Fabio Pampararo was born in Genova, Italy, on February 14, 1984. In 2008, he received the M.S. degree with honors in electrical engineering from the University of Genoa, Genova, where he is currently pursuing the Ph.D. degree with the Department of Naval and Electrical Engineering. He works on power quality improvement in distribution networks, electric machine modeling, power systems control, and integration of renewables into the power delivery system. He is the author or coauthor of more than ten scientific papers published in reviewed journals or presented at international conferences.

Renato Procopio (M’03) was born in Savona, Italy, on March 6, 1974. He received the Bachelors cum laude degree in electrical engineering in 1999 and the Ph.D. degree in 2004, both from the University of Genoa, Genova, Italy.
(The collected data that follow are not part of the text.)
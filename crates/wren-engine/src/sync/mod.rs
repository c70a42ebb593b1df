//! The sync orchestrator.
//!
//! Each cycle reads a consistent local snapshot under the shared lock,
//! fetches the remote counterpart outside it, diffs per entity, and applies
//! the accepted result in one storage transaction. Divergent two-sided
//! edits block on the conflict arbiter; remote I/O failures defer work to
//! the offline queue and never escape this module.

pub mod diff;

use std::sync::{Arc, Mutex};

use async_trait::async_trait;
use chrono::{DateTime, Duration, Utc};
use serde::Serialize;

use wren_core::*;
use wren_storage::BudgetStore;

use crate::backup::BackupService;
use crate::config::EngineConfig;
use crate::health::SyncHealthMonitor;
use crate::lock::SyncLock;
use crate::queue::{NewRequest, Priority, QueuedRequest, RequestQueue, RequestTransport};
use diff::{diff_entities, EntityDiff};

/// Where a sync cycle currently is, readable for observability.
#[derive(Debug, Clone, Copy, PartialEq, Eq, Serialize)]
#[serde(rename_all = "snake_case")]
pub enum CyclePhase {
    Idle,
    FetchingLocal,
    FetchingRemote,
    Diffing,
    AwaitingResolution,
    Applying,
}

/// How a sync cycle ended.
#[derive(Debug, Clone, PartialEq, Eq)]
pub enum SyncOutcome {
    /// Nothing to reconcile beyond pushing local state.
    UpToDate,
    /// Per-entity merge applied locally and pushed.
    Merged {
        accepted_remote: usize,
        kept_local: usize,
        added_from_remote: usize,
    },
    /// Conflict resolved by adopting the remote snapshot.
    RemoteAdopted,
    /// Conflict resolved keep-mine; local state requeued for push.
    LocalKept,
    /// Remote unreachable; outstanding work parked on the offline queue.
    Deferred { reason: String },
}

pub struct SyncEngine {
    budget_id: String,
    store: Arc<BudgetStore>,
    remote: Arc<dyn RemoteStore>,
    arbiter: Arc<dyn ConflictArbiter>,
    queue: Arc<RequestQueue>,
    health: Arc<SyncHealthMonitor>,
    lock: Arc<SyncLock>,
    backup: BackupService,
    config: EngineConfig,
    phase: Mutex<CyclePhase>,
}

impl SyncEngine {
    #[allow(clippy::too_many_arguments)]
    pub fn new(
        budget_id: &str,
        store: Arc<BudgetStore>,
        remote: Arc<dyn RemoteStore>,
        arbiter: Arc<dyn ConflictArbiter>,
        queue: Arc<RequestQueue>,
        health: Arc<SyncHealthMonitor>,
        lock: Arc<SyncLock>,
        config: EngineConfig,
    ) -> Self {
        let backup = BackupService::new(
            Arc::clone(&store),
            config.backup.clone(),
            config.identity.clone(),
        );
        Self {
            budget_id: budget_id.to_string(),
            store,
            remote,
            arbiter,
            queue,
            health,
            lock,
            backup,
            config,
            phase: Mutex::new(CyclePhase::Idle),
        }
    }

    pub fn phase(&self) -> CyclePhase {
        *self.phase.lock().unwrap_or_else(|p| p.into_inner())
    }

    fn set_phase(&self, phase: CyclePhase) {
        *self.phase.lock().unwrap_or_else(|p| p.into_inner()) = phase;
    }

    /// Run one full sync cycle. Conflicts block on the arbiter; network
    /// failures surface as `Deferred`, never as errors.
    pub async fn sync_cycle(&self) -> WrenResult<SyncOutcome> {
        let health_id = self.health.record_sync_start("cloud_sync");

        if let Err(e) = self.backup.create_pre_sync("cloud_sync") {
            tracing::warn!(error = %e, "pre-sync backup failed; continuing");
        }

        let result = self.run_cycle().await;
        self.set_phase(CyclePhase::Idle);

        match &result {
            Ok(SyncOutcome::Deferred { reason }) => {
                self.health.record_sync_end(health_id, false, Some(reason));
            }
            Ok(outcome) => {
                tracing::info!(?outcome, "sync cycle completed");
                self.health.record_sync_end(health_id, true, None);
            }
            Err(e) => {
                let category = categorize_error(e);
                self.health
                    .record_sync_end(health_id, false, Some(&format!("{category}: {e}")));
            }
        }
        result
    }

    /// A consistent read-only view of local state, guarded against
    /// concurrent local commits.
    pub async fn fetch_local_snapshot(&self) -> WrenResult<SyncSnapshot> {
        let store = Arc::clone(&self.store);
        let author = self.config.identity.author.clone();
        let fingerprint = self.config.identity.device_fingerprint.clone();
        self.lock
            .execute("sync-fetch-local", async move {
                store.load_snapshot(&author, &fingerprint)
            })
            .await
    }

    async fn run_cycle(&self) -> WrenResult<SyncOutcome> {
        self.set_phase(CyclePhase::FetchingLocal);
        let local = self.fetch_local_snapshot().await?;

        self.set_phase(CyclePhase::FetchingRemote);
        let remote = match self.remote.fetch(&self.budget_id).await {
            Ok(remote) => remote,
            Err(WrenError::Network(e)) => {
                tracing::warn!(error = %e, "remote fetch failed; deferring push");
                self.enqueue_push(&local).await?;
                return Ok(SyncOutcome::Deferred {
                    reason: format!("network: {e}"),
                });
            }
            Err(e) => return Err(e),
        };

        let Some(remote) = remote else {
            // Nothing in the cloud yet: first push for this budget.
            self.set_phase(CyclePhase::Applying);
            return self.push_or_defer(&local, SyncOutcome::UpToDate).await;
        };

        self.set_phase(CyclePhase::Diffing);
        let last_synced = self.last_synced_at()?;
        let skew = Duration::milliseconds(self.config.sync.max_clock_skew_ms as i64);
        let envelopes = diff_entities(&local.envelopes, &remote.envelopes, last_synced, skew);
        let transactions =
            diff_entities(&local.transactions, &remote.transactions, last_synced, skew);
        let bills = diff_entities(&local.bills, &remote.bills, last_synced, skew);

        let conflict_count =
            envelopes.conflicts.len() + transactions.conflicts.len() + bills.conflicts.len();
        if conflict_count > 0 {
            return self
                .resolve_conflicts(&local, &remote, &envelopes, &transactions, &bills)
                .await;
        }

        // No conflict: apply the whole accepted diff in one transaction,
        // then push the merged result.
        self.set_phase(CyclePhase::Applying);
        let outcome = SyncOutcome::Merged {
            accepted_remote: envelopes.accepted_remote
                + transactions.accepted_remote
                + bills.accepted_remote,
            kept_local: envelopes.kept_local + transactions.kept_local + bills.kept_local,
            added_from_remote: envelopes.added_from_remote
                + transactions.added_from_remote
                + bills.added_from_remote,
        };
        let merged = self.merge_snapshot(&local, &remote, envelopes, transactions, bills);
        self.apply_locally(merged.clone()).await?;
        self.set_last_synced(Utc::now())?;
        self.push_or_defer(&merged, outcome).await
    }

    async fn resolve_conflicts(
        &self,
        local: &SyncSnapshot,
        remote: &SyncSnapshot,
        envelopes: &EntityDiff<Envelope>,
        transactions: &EntityDiff<Transaction>,
        bills: &EntityDiff<Bill>,
    ) -> WrenResult<SyncOutcome> {
        self.set_phase(CyclePhase::AwaitingResolution);
        let mut conflicts = envelopes.conflict_labels();
        conflicts.extend(transactions.conflict_labels());
        conflicts.extend(bills.conflict_labels());

        let prompt = ConflictPrompt {
            cloud_user: remote.author.clone(),
            local_summary: local.summary(),
            remote_summary: remote.summary(),
            conflicts,
            detected_at: Utc::now(),
        };
        tracing::info!(
            cloud_user = %remote.author,
            conflicts = prompt.conflicts.len(),
            "conflict detected; awaiting resolution"
        );

        match self.arbiter.on_conflict(prompt).await? {
            ConflictChoice::LoadTheirs => {
                self.set_phase(CyclePhase::Applying);
                self.apply_locally(remote.clone()).await?;
                self.set_last_synced(Utc::now())?;
                tracing::info!("conflict resolved: remote snapshot adopted");
                Ok(SyncOutcome::RemoteAdopted)
            }
            ConflictChoice::KeepMine => {
                // Local wins; the remote snapshot is discarded and our
                // state goes back out through the queue.
                self.enqueue_push(local).await?;
                tracing::info!("conflict resolved: local state kept and requeued for push");
                Ok(SyncOutcome::LocalKept)
            }
        }
    }

    /// Apply a snapshot to the local tables in one transaction, under the
    /// shared lock: either the whole accepted diff lands, or none of it.
    async fn apply_locally(&self, snapshot: SyncSnapshot) -> WrenResult<()> {
        let store = Arc::clone(&self.store);
        self.lock
            .execute("sync-apply", async move { store.replace_all(&snapshot) })
            .await
    }

    fn merge_snapshot(
        &self,
        local: &SyncSnapshot,
        remote: &SyncSnapshot,
        envelopes: EntityDiff<Envelope>,
        transactions: EntityDiff<Transaction>,
        bills: EntityDiff<Bill>,
    ) -> SyncSnapshot {
        // Budget-level totals follow the side modified most recently;
        // entity winners were already decided per entity.
        let (unassigned_cash, actual_balance) = if remote.last_modified > local.last_modified {
            (remote.unassigned_cash, remote.actual_balance)
        } else {
            (local.unassigned_cash, local.actual_balance)
        };
        SyncSnapshot {
            author: self.config.identity.author.clone(),
            device_fingerprint: self.config.identity.device_fingerprint.clone(),
            envelopes: envelopes.merged,
            transactions: transactions.merged,
            bills: bills.merged,
            unassigned_cash,
            actual_balance,
            last_modified: Utc::now(),
            sync_version: local.sync_version.max(remote.sync_version) + 1,
        }
    }

    async fn push_or_defer(
        &self,
        snapshot: &SyncSnapshot,
        success: SyncOutcome,
    ) -> WrenResult<SyncOutcome> {
        match self.remote.push(&self.budget_id, snapshot).await {
            Ok(()) => {
                self.set_last_synced(Utc::now())?;
                Ok(success)
            }
            Err(WrenError::Network(e)) => {
                tracing::warn!(error = %e, "remote push failed; deferring to offline queue");
                self.enqueue_push(snapshot).await?;
                Ok(SyncOutcome::Deferred {
                    reason: format!("network: {e}"),
                })
            }
            Err(e) => Err(e),
        }
    }

    /// Park a snapshot push on the offline queue. The idempotency key is
    /// derived from the budget and snapshot identity, so repeated deferrals
    /// of the same state collapse into one queued request.
    async fn enqueue_push(&self, snapshot: &SyncSnapshot) -> WrenResult<()> {
        let request_id = format!(
            "push-{}-{}",
            self.budget_id,
            snapshot.last_modified.timestamp_millis()
        );
        let request = NewRequest::new(
            &request_id,
            "PUT",
            &format!("/budgets/{}/snapshot", self.budget_id),
            serde_json::to_value(snapshot)?,
        )
        .with_priority(Priority::High);
        self.queue.enqueue(request).await?;
        Ok(())
    }

    fn last_synced_at(&self) -> WrenResult<Option<DateTime<Utc>>> {
        let Some(raw) = self.store.sync_state_get("last_synced_at")? else {
            return Ok(None);
        };
        DateTime::parse_from_rfc3339(&raw)
            .map(|dt| Some(dt.with_timezone(&Utc)))
            .map_err(|e| WrenError::Storage(format!("parse last_synced_at: {e}")))
    }

    fn set_last_synced(&self, at: DateTime<Utc>) -> WrenResult<()> {
        self.store.sync_state_set("last_synced_at", &at.to_rfc3339())
    }
}

/// Bucket an error for health metadata.
fn categorize_error(e: &WrenError) -> &'static str {
    match e {
        WrenError::Network(_) => "network",
        WrenError::Storage(_) | WrenError::Transaction(_) => "storage",
        WrenError::InvalidInput(_) | WrenError::Serialization(_) => "validation",
        WrenError::LockTimeout { .. } => "lock",
        WrenError::QueueExhausted { .. } => "queue",
        _ => "unknown",
    }
}

/// Queue transport that replays deferred snapshot pushes against the
/// remote store.
pub struct RemotePushTransport {
    budget_id: String,
    remote: Arc<dyn RemoteStore>,
}

impl RemotePushTransport {
    pub fn new(budget_id: &str, remote: Arc<dyn RemoteStore>) -> Self {
        Self {
            budget_id: budget_id.to_string(),
            remote,
        }
    }
}

#[async_trait]
impl RequestTransport for RemotePushTransport {
    async fn execute(&self, request: &QueuedRequest) -> WrenResult<()> {
        let snapshot: SyncSnapshot = serde_json::from_value(request.body.clone())?;
        self.remote.push(&self.budget_id, &snapshot).await
    }
}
He is currently a Researcher with the Department of Naval and Electrical Engineering, University of Genoa. He works on power systems control and optimization, power quality improvement in distribution networks, and power system transients. He is the author or co-author of more than 80 scientific papers published in reviewed journals or presented at international conferences.

Mansueto Rossi was born in Savona, Italy, on April 10, 1974. In 2000, he graduated cum laude in electrical engineering from the University of Genoa, Genova, Italy, where he received the Ph.D. degree in 2004. He is currently a Researcher with the Department of Naval and Electrical Engineering, University of Genoa. He is the author or co-author of more than 80 scientific papers published in reviewed journals or presented at international conferences. His current research interests include power system transients, smart power grids, and power system control and optimization.